*DATA FOR PROCESSING*
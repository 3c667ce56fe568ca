//! TOML configuration
//!
//! Looked up in this order:
//!
//! 1. the first command line argument
//! 2. `$EVDEV_JOY_CONFIG`
//! 3. `<config dir>/evdev-joy/config.toml`
//!
//! A missing file is not an error; every field has a default.

use std::path::{Path, PathBuf};

use color_eyre::{eyre::eyre, Result};
use serde::{Deserialize, Serialize};
use tracing::{debug, info, warn};

use crate::controller::JoystickSettings;
use crate::mqtt::config::MqttConfig;

pub const CONFIG_ENV: &str = "EVDEV_JOY_CONFIG";
const CONFIG_DIR: &str = "evdev-joy";
const CONFIG_FILE: &str = "config.toml";

#[derive(Deserialize, Serialize, Clone, Debug, PartialEq)]
#[serde(default)]
pub struct JoyConfig {
    pub device_file_path: PathBuf,
    pub axes_mapping: Vec<String>,
    pub buttons_mapping: Vec<String>,
    pub max_send_frequency: f64,
    pub fail_safe: bool,
    pub frame_id: String,
    pub mqtt: MqttConfig,
}

impl Default for JoyConfig {
    fn default() -> Self {
        Self {
            device_file_path: PathBuf::from("/dev/input/event0"),
            axes_mapping: Vec::new(),
            buttons_mapping: Vec::new(),
            max_send_frequency: 100.0,
            fail_safe: true,
            frame_id: "joy_link".to_string(),
            mqtt: MqttConfig::default(),
        }
    }
}

impl JoyConfig {
    pub fn from_toml(content: &str) -> Result<Self> {
        let config: Self =
            toml::from_str(content).map_err(|e| eyre!("Failed to parse config file: {}", e))?;
        config.validate()?;
        Ok(config)
    }

    pub fn validate(&self) -> Result<()> {
        if !(self.max_send_frequency.is_finite() && self.max_send_frequency > 0.0) {
            return Err(eyre!(
                "max_send_frequency must be > 0, got {}",
                self.max_send_frequency
            ));
        }
        if self.axes_mapping.is_empty() && self.buttons_mapping.is_empty() {
            warn!("Neither axes nor buttons are mapped, published arrays will be empty");
        }
        Ok(())
    }

    /// Reads `path`, falling back to defaults if it does not exist.
    pub async fn load(path: &Path) -> Result<Self> {
        if !tokio::fs::try_exists(path)
            .await
            .map_err(|e| eyre!("Failed to check if config file exists: {}", e))?
        {
            warn!(
                "Config file {} does not exist, using defaults",
                path.display()
            );
            return Ok(Self::default());
        }

        let content = tokio::fs::read_to_string(path)
            .await
            .map_err(|e| eyre!("Failed to read config file {}: {}", path.display(), e))?;
        let config = Self::from_toml(&content)?;
        info!("Loaded config from {}", path.display());
        debug!("Config: {:?}", config);
        Ok(config)
    }

    pub fn joystick_settings(&self) -> JoystickSettings {
        JoystickSettings {
            device_file_path: self.device_file_path.clone(),
            axes_mapping: self.axes_mapping.clone(),
            buttons_mapping: self.buttons_mapping.clone(),
            max_send_frequency: self.max_send_frequency,
            fail_safe: self.fail_safe,
            frame_id: self.frame_id.clone(),
            ..JoystickSettings::default()
        }
    }
}

/// Picks the config path from the argument, the environment or the user config dir.
pub fn resolve_path(arg: Option<String>, env: Option<String>) -> PathBuf {
    if let Some(arg) = arg {
        return PathBuf::from(arg);
    }
    if let Some(env) = env.filter(|env| !env.is_empty()) {
        return PathBuf::from(env);
    }

    let mut path = dirs::config_dir().unwrap_or_else(|| {
        warn!("No config directory found, using current directory");
        PathBuf::from(".")
    });
    path.push(CONFIG_DIR);
    path.push(CONFIG_FILE);
    path
}
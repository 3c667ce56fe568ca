//! Device control surface for evdev input devices
//!
//! Everything above this module talks to a device through two traits:
//!
//! 1. [`DeviceOpener`] - turns a device path into an open handle
//! 2. [`EventDevice`] - the open handle: blocking reads, resync drain,
//!    force-feedback uploads and raw event writes
//!
//! # Implementations
//!
//! ```text
//! linux.rs  - /dev/input/event* through the evdev crate (production)
//! mock.rs   - scripted reads and recorded effect calls (tests)
//! ```

pub mod codes;
pub mod linux;
pub mod mock;

use std::collections::{BTreeMap, BTreeSet};
use std::fmt;
use std::io;
use std::path::Path;
use std::sync::Arc;

use codes::{EV_ABS, EV_FF, EV_KEY, FF_RUMBLE};

/// Device-level force-feedback effect identifier as assigned by the kernel.
pub type EffectId = u16;

/// `EV_FF` event value that starts playback of an uploaded effect.
pub const FF_PLAY: i32 = 1;
/// `EV_FF` event value that stops playback of an uploaded effect.
pub const FF_STOP: i32 = 0;

/// One decoded `struct input_event`, without the kernel timestamp.
#[derive(Clone, Copy, Debug, PartialEq, Eq)]
pub struct InputEvent {
    pub kind: u16,
    pub code: u16,
    pub value: i32,
}

impl InputEvent {
    pub fn new(kind: u16, code: u16, value: i32) -> Self {
        Self { kind, code, value }
    }
}

impl fmt::Display for InputEvent {
    fn fmt(&self, f: &mut fmt::Formatter<'_>) -> fmt::Result {
        match codes::code_name(self.kind, self.code) {
            Some(name) => write!(f, "{} = {}", name, self.value),
            None => write!(
                f,
                "type {:#04x} code {:#05x} = {}",
                self.kind, self.code, self.value
            ),
        }
    }
}

/// Range and current value of one absolute axis (`struct input_absinfo`).
#[derive(Clone, Copy, Debug, Default, PartialEq, Eq)]
pub struct AbsInfo {
    pub value: i32,
    pub minimum: i32,
    pub maximum: i32,
    pub fuzz: i32,
    pub flat: i32,
    pub resolution: i32,
}

impl AbsInfo {
    pub fn with_range(minimum: i32, maximum: i32) -> Self {
        Self {
            minimum,
            maximum,
            ..Self::default()
        }
    }
}

/// Capability descriptor parsed once when a device is opened.
#[derive(Clone, Debug, Default)]
pub struct Capabilities {
    pub name: String,
    pub event_types: BTreeSet<u16>,
    pub keys: BTreeSet<u16>,
    pub axes: BTreeMap<u16, AbsInfo>,
    pub ff_features: BTreeSet<u16>,
    pub ff_effects_max: u32,
}

impl Capabilities {
    pub fn has_event_type(&self, kind: u16) -> bool {
        self.event_types.contains(&kind)
    }

    pub fn has_axes(&self) -> bool {
        self.has_event_type(EV_ABS)
    }

    pub fn has_buttons(&self) -> bool {
        self.has_event_type(EV_KEY)
    }

    pub fn has_force_feedback(&self) -> bool {
        self.has_event_type(EV_FF)
    }

    pub fn supports_rumble(&self) -> bool {
        self.has_force_feedback() && self.ff_features.contains(&FF_RUMBLE)
    }

    pub fn abs_info(&self, code: u16) -> Option<&AbsInfo> {
        self.axes.get(&code)
    }

    pub fn has_key(&self, code: u16) -> bool {
        self.keys.contains(&code)
    }
}

/// Result of one blocking read or one resync drain step.
#[derive(Debug)]
pub enum ReadStatus {
    /// A regular event was decoded.
    Event(InputEvent),
    /// From `next_event`: the kernel dropped events (`SYN_DROPPED`), a resync is
    /// pending. From `next_sync_event`: one synthetic event of the resync.
    Sync(InputEvent),
    /// No data available (`EAGAIN`). During a resync this means sync-complete.
    Empty,
    /// Any other I/O failure.
    Error(io::Error),
}

/// Force-feedback effect kinds this crate can submit.
#[derive(Clone, Copy, Debug, PartialEq, Eq)]
pub enum EffectKind {
    Rumble {
        strong_magnitude: u16,
        weak_magnitude: u16,
    },
}

/// Force-feedback effect request; consumed by [`EventDevice::upload_effect`].
#[derive(Clone, Copy, Debug, PartialEq, Eq)]
pub struct EffectDescriptor {
    pub kind: EffectKind,
    /// Replay length in milliseconds, 0 plays until stopped.
    pub length_ms: u16,
    pub direction: u16,
}

impl EffectDescriptor {
    pub fn rumble(strong_magnitude: u16, weak_magnitude: u16) -> Self {
        Self {
            kind: EffectKind::Rumble {
                strong_magnitude,
                weak_magnitude,
            },
            length_ms: 0,
            direction: 0,
        }
    }
}

/// An open input device.
///
/// All methods take `&self`: the blocking read runs on the reader thread
/// while effect uploads and the wake-up write come from other threads.
/// Dropping the last `Arc` to a device closes it.
pub trait EventDevice: Send + Sync + fmt::Debug {
    fn capabilities(&self) -> &Capabilities;

    /// Blocks until the next event, a sync fault or an error.
    fn next_event(&self) -> ReadStatus;

    /// Drains one step of a pending resync.
    fn next_sync_event(&self) -> ReadStatus;

    /// Uploads a new effect and returns the identifier the kernel assigned.
    fn upload_effect(&self, effect: &EffectDescriptor) -> io::Result<EffectId>;

    fn remove_effect(&self, id: EffectId) -> io::Result<()>;

    /// Writes one raw event to the device.
    ///
    /// Readers only see written events once a `SYN_REPORT` completes the
    /// packet, and never see `EV_FF` events.
    fn write_event(&self, event: InputEvent) -> io::Result<()>;

    fn play_effect(&self, id: EffectId) -> io::Result<()> {
        self.write_event(InputEvent::new(EV_FF, id, FF_PLAY))
    }

    fn stop_effect(&self, id: EffectId) -> io::Result<()> {
        self.write_event(InputEvent::new(EV_FF, id, FF_STOP))
    }
}

#[derive(Debug, thiserror::Error)]
pub enum OpenError {
    /// The device file could not be opened; worth retrying.
    #[error("Failed to open device: {0}")]
    Unavailable(#[source] io::Error),

    /// The file opened but does not behave like an evdev device.
    #[error("Failed to initialize device: {0}")]
    Incompatible(#[source] io::Error),
}

pub trait DeviceOpener: Send + Sync + fmt::Debug {
    fn open(&self, path: &Path) -> Result<Arc<dyn EventDevice>, OpenError>;
}
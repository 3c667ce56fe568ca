use std::sync::Arc;
use std::time::Duration;

use color_eyre::{eyre::eyre, Result};
use evdev_joy::config::{self, JoyConfig};
use evdev_joy::controller::{ChannelPublisher, JoystickHandle};
use evdev_joy::device::linux::LinuxDeviceOpener;
use evdev_joy::mqtt::mqtt_handler::MqttHandler;
use evdev_joy::shutdown::ShutdownContext;
use tokio::sync::mpsc;
use tracing::{error, info, Level};
use tracing_subscriber::FmtSubscriber;

const SHUTDOWN_GRACE: Duration = Duration::from_secs(3);

#[tokio::main]
async fn main() -> Result<()> {
    setup()?;

    let config_path = config::resolve_path(
        std::env::args().nth(1),
        std::env::var(config::CONFIG_ENV).ok(),
    );
    let config = JoyConfig::load(&config_path).await?;

    let shutdown = ShutdownContext::new();
    spawn_signal_handler(shutdown.clone());

    let (snapshot_tx, snapshot_rx) = mpsc::channel(1000);
    let joystick = JoystickHandle::spawn(
        config.joystick_settings(),
        Arc::new(LinuxDeviceOpener),
        Arc::new(ChannelPublisher::new(snapshot_tx)),
        shutdown.clone(),
    )
    .map_err(|e| eyre!("Failed to spawn joystick node: {}", e))?;

    let feedback_tx = joystick.feedback_sender();
    let mqtt_shutdown = shutdown.clone();
    let mqtt_config = config.mqtt.clone();
    let mqtt_task = tokio::spawn(async move {
        let mut handler = MqttHandler::new(mqtt_config);
        handler.run(snapshot_rx, feedback_tx, mqtt_shutdown).await;
    });

    shutdown.cancelled().await;
    info!("Shutting down");

    let result = joystick.join(SHUTDOWN_GRACE).await;
    if let Err(e) = mqtt_task.await {
        error!("MQTT task failed: {}", e);
    }

    result.map_err(|e| eyre!("Joystick node failed: {}", e))
}

fn spawn_signal_handler(shutdown: ShutdownContext) {
    tokio::spawn(async move {
        match tokio::signal::ctrl_c().await {
            Ok(()) => {
                info!("Received Ctrl-C");
                shutdown.request();
            }
            Err(e) => error!("Failed to listen for Ctrl-C: {}", e),
        }
    });
}

fn setup() -> Result<()> {
    if std::env::var("RUST_LIB_BACKTRACE").is_err() {
        std::env::set_var("RUST_LIB_BACKTRACE", "0")
    }
    color_eyre::install()?;
    if std::env::var("RUST_LOG").is_err() {
        std::env::set_var("RUST_LOG", "info")
    }
    setup_logging_env();
    Ok(())
}

fn setup_logging_env() {
    FmtSubscriber::builder()
        .with_max_level(Level::INFO)
        .with_target(false)
        .with_thread_ids(true)
        .with_file(true)
        .with_line_number(true)
        .init();
}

*EXERCISE REQUIREMENTS*
From the listing above, copy out each line where the word "InputEvent" appears.

*RESULT OF THE EXERCISE*
pub struct InputEvent {
impl InputEvent {
impl fmt::Display for InputEvent {
    Event(InputEvent),
    Sync(InputEvent),
    fn write_event(&self, event: InputEvent) -> io::Result<()>;
        self.write_event(InputEvent::new(EV_FF, id, FF_PLAY))
        self.write_event(InputEvent::new(EV_FF, id, FF_STOP))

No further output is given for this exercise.